12.01.14 Corriere economia – Avvocati, Continua la rivolta fiscale ma c’è la tregua dopo i selfie

L’appello è subito diventato virale: #io non mi cancello. E poi video, foto e messaggi su tutti i social network. I giovani avvocati da un paio di mesi si sono mobilitati contro la norma che prevede l’obbligatorietà dell’iscrizione alla Cassa forense, pena la cancellazione dall’Albo. In realtà la vicenda è vecchia perché la norma è entrata in vigore insieme alla riforma forense, la legge che disciplina la categoria e che tocca anche l’aspetto previdenziale. Il motivo di un simile (forte) giro di vite è ben chiaro: la Cassa forense da sempre conta un numero di contribuenti notevolmente inferiore agli iscritti all’Albo. 
Le ragioni 

In parole povere, decine di migliaia di avvocati iscritti agli Ordini professionali (e quindi potenzialmente in attività) non risultavano iscritte alla Cassa di previdenza della categoria. Negli anni la Cassa ha progressivamente elevato la quota dei versamenti minimi anche per far fronte alle richieste di equilibrio di bilancio del ministero. Questo ha portato a una sofferenza altissima da parte soprattutto dei giovani avvocati: la crisi e i ritardi dei pagamenti hanno creato una tenaglia micidiale che ha scatenato la protesta e il dilagare dei selfie con scritto «io non mi cancello».

 

Alla Cassa forense, però, obiettano con decisione: «In tutta questa vicenda è indispensabile una premessa – esordisce Nunzio Luciano, presidente della Cassa -: noi non cancelleremo nessuno.
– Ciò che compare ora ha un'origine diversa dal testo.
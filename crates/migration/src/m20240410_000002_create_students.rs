//! Create `students` table.
use sea_orm_migration::{prelude::*, schema::*};

#[derive(DeriveMigrationName)]
pub struct Migration;

#[async_trait::async_trait]
impl MigrationTrait for Migration {
    async fn up(&self, manager: &SchemaManager) -> Result<(), DbErr> {
        manager
            .create_table(
                Table::create()
                    .table(Students::Table)
                    .if_not_exists()
                    .col(pk_auto(Students::Id))
                    .col(string(Students::Name).not_null())
                    .col(string(Students::Surname).not_null())
                    .col(string(Students::Age).not_null())
                    .col(string(Students::Sex).not_null())
                    .col(string(Students::Nationality).not_null())
                    .col(string(Students::FieldOfStudying).not_null())
                    .to_owned(),
            )
            .await
    }

    async fn down(&self, manager: &SchemaManager) -> Result<(), DbErr> {
        manager.drop_table(Table::drop().table(Students::Table).to_owned()).await
    }
}

#[derive(DeriveIden)]
enum Students {
    Table,
    Id,
    Name,
    Surname,
    Age,
    Sex,
    Nationality,
    FieldOfStudying,
}
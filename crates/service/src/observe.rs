//! Per-operation bookkeeping: metrics counter plus a log line on failure.

use tracing::{error, warn};

use crate::errors::ServiceError;

pub(crate) fn record<T>(entity: &str, operation: &str, res: Result<T, ServiceError>) -> Result<T, ServiceError> {
    match &res {
        Ok(_) => common::metrics::record_operation(entity, operation, "ok"),
        Err(e) => {
            common::metrics::record_operation(entity, operation, e.kind());
            match e {
                ServiceError::Db(_) => error!(entity, operation, error = %e, "store operation failed"),
                _ => warn!(entity, operation, error = %e, "store operation rejected"),
            }
        }
    }
    res
}
/// Schema and connection tests against in-memory SQLite
pub mod db_tests;

/// CRUD operations tests for all entities
pub mod crud_tests;
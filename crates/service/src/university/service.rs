use std::sync::Arc;

use sea_orm::DatabaseConnection;
use tracing::{info, instrument};

use models::lesson::{Lesson, LessonPatch, NewLesson};
use models::student::{NewStudent, Student, StudentPatch};

use super::repository::{
    mock::{MemoryLessonRepository, MemoryStudentRepository},
    LessonRepository, SeaOrmLessonRepository, SeaOrmStudentRepository, StudentRepository,
};
use crate::errors::ServiceError;
use crate::observe::record;

#[derive(Clone)]
pub struct StudentService {
    repo: Arc<dyn StudentRepository>,
}

impl StudentService {
    pub fn new(repo: Arc<dyn StudentRepository>) -> Self {
        Self { repo }
    }

    pub fn seaorm(db: DatabaseConnection) -> Self {
        Self::new(Arc::new(SeaOrmStudentRepository { db }))
    }

    pub fn in_memory() -> Self {
        Self::new(Arc::new(MemoryStudentRepository::default()))
    }

    #[instrument(skip_all)]
    pub async fn register(&self, input: NewStudent) -> Result<Student, ServiceError> {
        let res: Result<Student, ServiceError> = async {
            input.validate()?;
            let s = self.repo.insert(input).await?;
            info!(id = s.id, "student registered");
            Ok(s)
        }
        .await;
        record("student", "create", res)
    }

    #[instrument(skip(self))]
    pub async fn get(&self, id: i32) -> Result<Student, ServiceError> {
        let res = self.repo.find(id).await.and_then(|s| s.ok_or_else(|| ServiceError::not_found("Student")));
        record("student", "get", res)
    }

    #[instrument(skip(self))]
    pub async fn list(&self) -> Result<Vec<Student>, ServiceError> {
        record("student", "list", self.repo.list().await)
    }

    #[instrument(skip(self, patch))]
    pub async fn update(&self, id: i32, patch: StudentPatch) -> Result<Student, ServiceError> {
        let res: Result<Student, ServiceError> = async {
            patch.validate()?;
            self.repo.update(id, &patch).await
        }
        .await;
        record("student", "update", res)
    }

    #[instrument(skip(self))]
    pub async fn delete(&self, id: i32) -> Result<(), ServiceError> {
        let res = match self.repo.delete(id).await {
            Ok(true) => Ok(()),
            Ok(false) => Err(ServiceError::not_found("Student")),
            Err(e) => Err(e),
        };
        record("student", "delete", res)
    }
}

#[derive(Clone)]
pub struct LessonService {
    repo: Arc<dyn LessonRepository>,
}

impl LessonService {
    pub fn new(repo: Arc<dyn LessonRepository>) -> Self {
        Self { repo }
    }

    pub fn seaorm(db: DatabaseConnection) -> Self {
        Self::new(Arc::new(SeaOrmLessonRepository { db }))
    }

    pub fn in_memory() -> Self {
        Self::new(Arc::new(MemoryLessonRepository::default()))
    }

    #[instrument(skip_all)]
    pub async fn add(&self, input: NewLesson) -> Result<Lesson, ServiceError> {
        let res: Result<Lesson, ServiceError> = async {
            input.validate()?;
            let l = self.repo.insert(input).await?;
            info!(id = l.id, name = %l.name, "lesson added");
            Ok(l)
        }
        .await;
        record("lesson", "create", res)
    }

    #[instrument(skip(self))]
    pub async fn get(&self, id: i32) -> Result<Lesson, ServiceError> {
        let res = self.repo.find(id).await.and_then(|l| l.ok_or_else(|| ServiceError::not_found("Lesson")));
        record("lesson", "get", res)
    }

    #[instrument(skip(self))]
    pub async fn list(&self) -> Result<Vec<Lesson>, ServiceError> {
        record("lesson", "list", self.repo.list().await)
    }

    #[instrument(skip(self, patch))]
    pub async fn update(&self, id: i32, patch: LessonPatch) -> Result<Lesson, ServiceError> {
        let res: Result<Lesson, ServiceError> = async {
            patch.validate()?;
            self.repo.update(id, &patch).await
        }
        .await;
        record("lesson", "update", res)
    }

    #[instrument(skip(self))]
    pub async fn delete(&self, id: i32) -> Result<(), ServiceError> {
        let res = match self.repo.delete(id).await {
            Ok(true) => Ok(()),
            Ok(false) => Err(ServiceError::not_found("Lesson")),
            Err(e) => Err(e),
        };
        record("lesson", "delete", res)
    }
}

#[cfg(test)]
mod tests {
    use super::*;
    use crate::test_support::get_db;
    use models::patch::Patch;

    fn ada() -> NewStudent {
        NewStudent {
            name: "Ada".into(),
            surname: "Lovelace".into(),
            age: "1815-12-10".into(),
            sex: "Female".into(),
            nationality: "British".into(),
            field_of_studying: "Mathematics".into(),
        }
    }

    #[tokio::test]
    async fn student_register_list_update_delete() -> anyhow::Result<()> {
        let db = get_db().await?;
        for (name, svc) in [("memory", StudentService::in_memory()), ("sqlite", StudentService::seaorm(db))] {
            assert!(svc.list().await?.is_empty(), "{name}");

            let a = svc.register(ada()).await?;
            let b = svc.register(NewStudent { name: "Alan".into(), surname: "Turing".into(), sex: "Male".into(), ..ada() }).await?;
            assert_eq!(a.id, 1, "{name}");
            assert_eq!(b.id, 2, "{name}");
            let names: Vec<_> = svc.list().await?.into_iter().map(|s| s.name).collect();
            assert_eq!(names, vec!["Ada", "Alan"], "{name}");

            let patch = StudentPatch { nationality: Patch::Value("English".into()), ..Default::default() };
            let updated = svc.update(a.id, patch).await?;
            assert_eq!(updated.nationality, "English", "{name}");
            assert_eq!(updated.surname, "Lovelace", "{name}");

            svc.delete(a.id).await?;
            assert!(matches!(svc.get(a.id).await, Err(ServiceError::NotFound(_))), "{name}");
            assert!(matches!(svc.delete(a.id).await, Err(ServiceError::NotFound(_))), "{name}");

            // ids are not reused after a delete
            let c = svc.register(ada()).await?;
            assert_eq!(c.id, 3, "{name}");
        }
        Ok(())
    }

    #[tokio::test]
    async fn student_validation() -> anyhow::Result<()> {
        let svc = StudentService::in_memory();
        let blank = NewStudent { surname: " ".into(), ..ada() };
        assert!(matches!(svc.register(blank).await, Err(ServiceError::Validation(_))));
        assert!(matches!(svc.update(1, StudentPatch::default()).await, Err(ServiceError::Validation(_))));
        let patch = StudentPatch { age: Patch::Value("20".into()), ..Default::default() };
        assert!(matches!(svc.update(1, patch).await, Err(ServiceError::NotFound(_))));
        Ok(())
    }

    #[tokio::test]
    async fn lesson_add_and_list() -> anyhow::Result<()> {
        let db = get_db().await?;
        for (name, svc) in [("memory", LessonService::in_memory()), ("sqlite", LessonService::seaorm(db))] {
            assert!(svc.list().await?.is_empty(), "{name}");
            let l = svc.add(NewLesson { name: "Calculus".into(), field_of_studying: "Mathematics".into() }).await?;
            assert_eq!(svc.get(l.id).await?, l, "{name}");

            let patch = LessonPatch { name: Patch::Null, ..Default::default() };
            assert!(matches!(svc.update(l.id, patch).await, Err(ServiceError::Validation(_))), "{name}");

            let bad = NewLesson { name: "".into(), field_of_studying: "Physics".into() };
            assert!(matches!(svc.add(bad).await, Err(ServiceError::Validation(_))), "{name}");
            assert_eq!(svc.list().await?.len(), 1, "{name}");
        }
        Ok(())
    }
}
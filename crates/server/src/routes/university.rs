use axum::{
    extract::{
        rejection::{JsonRejection, PathRejection},
        Path, State,
    },
    routing::{get, post},
    Json, Router,
};

use common::types::{Created, Message};
use models::lesson::{Lesson, LessonPatch, NewLesson};
use models::student::{NewStudent, Student, StudentPatch};

use crate::errors::JsonApiError;
use crate::state::UniversityState;

#[utoipa::path(post, path = "/register_student/", tag = "students",
    request_body = crate::openapi::NewStudentDoc,
    responses(
        (status = 200, description = "Student registered", body = crate::openapi::CreatedDoc),
        (status = 400, description = "Invalid body", body = crate::openapi::ErrorDoc)
    ))]
pub async fn register_student(
    State(state): State<UniversityState>,
    payload: Result<Json<NewStudent>, JsonRejection>,
) -> Result<Json<Created>, JsonApiError> {
    let Json(input) = payload?;
    let s = state.students.register(input).await?;
    Ok(Json(Created { message: "Student registered successfully".into(), id: s.id }))
}

#[utoipa::path(get, path = "/students/", tag = "students",
    responses((status = 200, description = "All students, possibly empty", body = [crate::openapi::StudentDoc])))]
pub async fn list_students(State(state): State<UniversityState>) -> Result<Json<Vec<Student>>, JsonApiError> {
    Ok(Json(state.students.list().await?))
}

#[utoipa::path(get, path = "/students/{id}", tag = "students",
    params(("id" = i32, Path, description = "Student id")),
    responses(
        (status = 200, description = "The student", body = crate::openapi::StudentDoc),
        (status = 404, description = "Student not found", body = crate::openapi::ErrorDoc)
    ))]
pub async fn get_student(
    State(state): State<UniversityState>,
    id: Result<Path<i32>, PathRejection>,
) -> Result<Json<Student>, JsonApiError> {
    let Path(id) = id?;
    Ok(Json(state.students.get(id).await?))
}

#[utoipa::path(put, path = "/students/{id}", tag = "students",
    params(("id" = i32, Path, description = "Student id")),
    request_body = crate::openapi::StudentPatchDoc,
    responses(
        (status = 200, description = "Merged student", body = crate::openapi::StudentDoc),
        (status = 400, description = "Empty or null patch", body = crate::openapi::ErrorDoc),
        (status = 404, description = "Student not found", body = crate::openapi::ErrorDoc)
    ))]
pub async fn update_student(
    State(state): State<UniversityState>,
    id: Result<Path<i32>, PathRejection>,
    payload: Result<Json<StudentPatch>, JsonRejection>,
) -> Result<Json<Student>, JsonApiError> {
    let Path(id) = id?;
    let Json(patch) = payload?;
    Ok(Json(state.students.update(id, patch).await?))
}

#[utoipa::path(delete, path = "/students/{id}", tag = "students",
    params(("id" = i32, Path, description = "Student id")),
    responses(
        (status = 200, description = "Student deleted", body = crate::openapi::MessageDoc),
        (status = 404, description = "Student not found", body = crate::openapi::ErrorDoc)
    ))]
pub async fn delete_student(
    State(state): State<UniversityState>,
    id: Result<Path<i32>, PathRejection>,
) -> Result<Json<Message>, JsonApiError> {
    let Path(id) = id?;
    state.students.delete(id).await?;
    Ok(Json(Message::new("Student deleted successfully")))
}

#[utoipa::path(post, path = "/add_lesson/", tag = "lessons",
    request_body = crate::openapi::NewLessonDoc,
    responses(
        (status = 200, description = "Lesson added", body = crate::openapi::CreatedDoc),
        (status = 400, description = "Invalid body", body = crate::openapi::ErrorDoc)
    ))]
pub async fn add_lesson(
    State(state): State<UniversityState>,
    payload: Result<Json<NewLesson>, JsonRejection>,
) -> Result<Json<Created>, JsonApiError> {
    let Json(input) = payload?;
    let l = state.lessons.add(input).await?;
    Ok(Json(Created { message: "Lesson added successfully".into(), id: l.id }))
}

#[utoipa::path(get, path = "/lessons/", tag = "lessons",
    responses((status = 200, description = "All lessons, possibly empty", body = [crate::openapi::LessonDoc])))]
pub async fn list_lessons(State(state): State<UniversityState>) -> Result<Json<Vec<Lesson>>, JsonApiError> {
    Ok(Json(state.lessons.list().await?))
}

#[utoipa::path(get, path = "/lessons/{id}", tag = "lessons",
    params(("id" = i32, Path, description = "Lesson id")),
    responses(
        (status = 200, description = "The lesson", body = crate::openapi::LessonDoc),
        (status = 404, description = "Lesson not found", body = crate::openapi::ErrorDoc)
    ))]
pub async fn get_lesson(
    State(state): State<UniversityState>,
    id: Result<Path<i32>, PathRejection>,
) -> Result<Json<Lesson>, JsonApiError> {
    let Path(id) = id?;
    Ok(Json(state.lessons.get(id).await?))
}

#[utoipa::path(put, path = "/lessons/{id}", tag = "lessons",
    params(("id" = i32, Path, description = "Lesson id")),
    request_body = crate::openapi::LessonPatchDoc,
    responses(
        (status = 200, description = "Merged lesson", body = crate::openapi::LessonDoc),
        (status = 400, description = "Empty or null patch", body = crate::openapi::ErrorDoc),
        (status = 404, description = "Lesson not found", body = crate::openapi::ErrorDoc)
    ))]
pub async fn update_lesson(
    State(state): State<UniversityState>,
    id: Result<Path<i32>, PathRejection>,
    payload: Result<Json<LessonPatch>, JsonRejection>,
) -> Result<Json<Lesson>, JsonApiError> {
    let Path(id) = id?;
    let Json(patch) = payload?;
    Ok(Json(state.lessons.update(id, patch).await?))
}

#[utoipa::path(delete, path = "/lessons/{id}", tag = "lessons",
    params(("id" = i32, Path, description = "Lesson id")),
    responses(
        (status = 200, description = "Lesson deleted", body = crate::openapi::MessageDoc),
        (status = 404, description = "Lesson not found", body = crate::openapi::ErrorDoc)
    ))]
pub async fn delete_lesson(
    State(state): State<UniversityState>,
    id: Result<Path<i32>, PathRejection>,
) -> Result<Json<Message>, JsonApiError> {
    let Path(id) = id?;
    state.lessons.delete(id).await?;
    Ok(Json(Message::new("Lesson deleted successfully")))
}

pub fn router() -> Router<UniversityState> {
    Router::new()
        .route("/register_student/", post(register_student))
        .route("/add_lesson/", post(add_lesson))
        .route("/students/", get(list_students))
        .route("/students/:id", get(get_student).put(update_student).delete(delete_student))
        .route("/lessons/", get(list_lessons))
        .route("/lessons/:id", get(get_lesson).put(update_lesson).delete(delete_lesson))
}
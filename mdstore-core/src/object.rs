//! Content-addressed blob identifiers used by the disk revision log

use serde::{Deserialize, Serialize};
use sha2::{Digest, Sha256};

/// SHA-256 of a blob's raw (uncompressed) bytes
#[derive(Debug, Clone, Copy, PartialEq, Eq, Hash, Serialize, Deserialize)]
pub struct ObjectId([u8; 32]);

impl ObjectId {
    pub fn new(bytes: [u8; 32]) -> Self {
        Self(bytes)
    }

    /// Compute ObjectId from data
    pub fn from_data(data: &[u8]) -> Self {
        let hash = Sha256::digest(data);
        Self(hash.into())
    }

    pub fn to_hex(&self) -> String {
        hex::encode(self.0)
    }

    /// Parse from hexadecimal string
    pub fn from_hex(hex_str: &str) -> Result<Self, hex::FromHexError> {
        let bytes = hex::decode(hex_str)?;
        if bytes.len() != 32 {
            return Err(hex::FromHexError::InvalidStringLength);
        }
        let mut arr = [0u8; 32];
        arr.copy_from_slice(&bytes);
        Ok(Self(arr))
    }

    /// Whether `data` hashes to this id
    pub fn matches(&self, data: &[u8]) -> bool {
        Self::from_data(data) == *self
    }
}

impl std::fmt::Display for ObjectId {
    fn fmt(&self, f: &mut std::fmt::Formatter<'_>) -> std::fmt::Result {
        write!(f, "{}", self.to_hex())
    }
}

#[cfg(test)]
mod tests {
    use super::*;

    #[test]
    fn test_object_id_hex() {
        let id = ObjectId::from_data(b"<root/>");
        let hex = id.to_hex();
        assert_eq!(hex.len(), 64);
        assert_eq!(ObjectId::from_hex(&hex).unwrap(), id);
        assert!(ObjectId::from_hex("abcd").is_err());
    }

    #[test]
    fn test_matches() {
        let id = ObjectId::from_data(b"<root/>");
        assert!(id.matches(b"<root/>"));
        assert!(!id.matches(b"<root />"));
    }
}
Toccherà agli Ordini attuare i provvedimenti che riterranno più idonei valutando caso per caso».

 

Però il rischio concreto di cancellazione esiste ed è legato anche al mancato pagamento della previdenza forense. «È vero – ammette Luciano -, ma la Cassa forense non indossa i panni del giustiziere: siamo pronti a dilazionare pagamenti e arretrati. Cercheremo una soluzione per chi è realmente in difficoltà. Non possiamo accettare, però, la posizione di chi è contrario al pagamento di un regime previdenziale».


Proposte e soluzioni 

Proprio l’appello alla rivolta fiscale contro il sistema previdenziale è uno dei temi che ha fatto divampare la polemica. E in tal senso è stata spesso chiamata in causa Mobilitazione generale degli avvocati, un’associazione composta soprattutto da giovani, che ha lanciato l’idea della protesta con i selfie. «Innanzitutto ci teniamo a precisare che Mga non ha mai proposto di non versare i contributi previdenziali, di non pagare i bollettini, né, quella di alcuni di noi, è una morosità volontaria – avverte Cosimo Matteucci, presidente di Mga -. Noi, infatti, quei bollettini non li abbiamo potuti pagare perché quei soldi semplicemente non li avevamo, li pagheremo, non sappiamo ancora come fare ma pagheremo tutto, come è giusto che sia, sopratutto nei confronti di tutti quei colleghi che hanno sempre regolarmente versato. Il senso della protesta era, ed è, un altro».

 

Di vie alternative però se ne vedono poche e la Cassa forense dichiara buona volontà anche in questo senso. «Stiamo varando il nuovo regolamento – spiega il presidente Luciano -. Abbiamo previsto il pagamento di 700 euro per il contributo soggettivo minimo per i 50 mila avvocati che si iscriveranno alla cassa e per quelli che sono iscritti da tre anni. Chi invece è iscritto all’Albo da più di otto anni e dichiara un reddito di meno di 10 mila euro l’anno, dovrà chiedersi se davvero vale la pena continuare a svolgere questa professione. In quel caso dire che la previdenza è il vero problema, mi sembra non coerente alla realtà». In compenso, però, il «fronte della protesta» chiede nuove misure quantomeno per rendere più equo il sistema.

 

«Si chiede equità, si chiede l’abbattimento dei privilegi previdenziali – afferma Matteucci -, la censura delle pensioni degli anziani maturate con l’evasione fiscale combinata con il sistema di calcolo retributivo. Si chiede che il pagamento di contributi previdenziali sia proporzionato al reddito e alla capacità contributiva di ciascuno, trovando la soluzione migliore che consenta di salvaguardare il principio solidaristico e le sue applicazioni. Per questo chiediamo l’aumento del contributo di solidarietà a carico degli avvocati portatori di redditi medio-alti e chiediamo in generale un sistema previdenziale che sia attento alle esigenze dei giovani avvocati e dei professionisti con redditi bassi e medio-bassi. Per questi obiettivi continueremo a protestare portando in piazza i sostenitori del dissenso». In uno scontro di classe oltre che generazionale.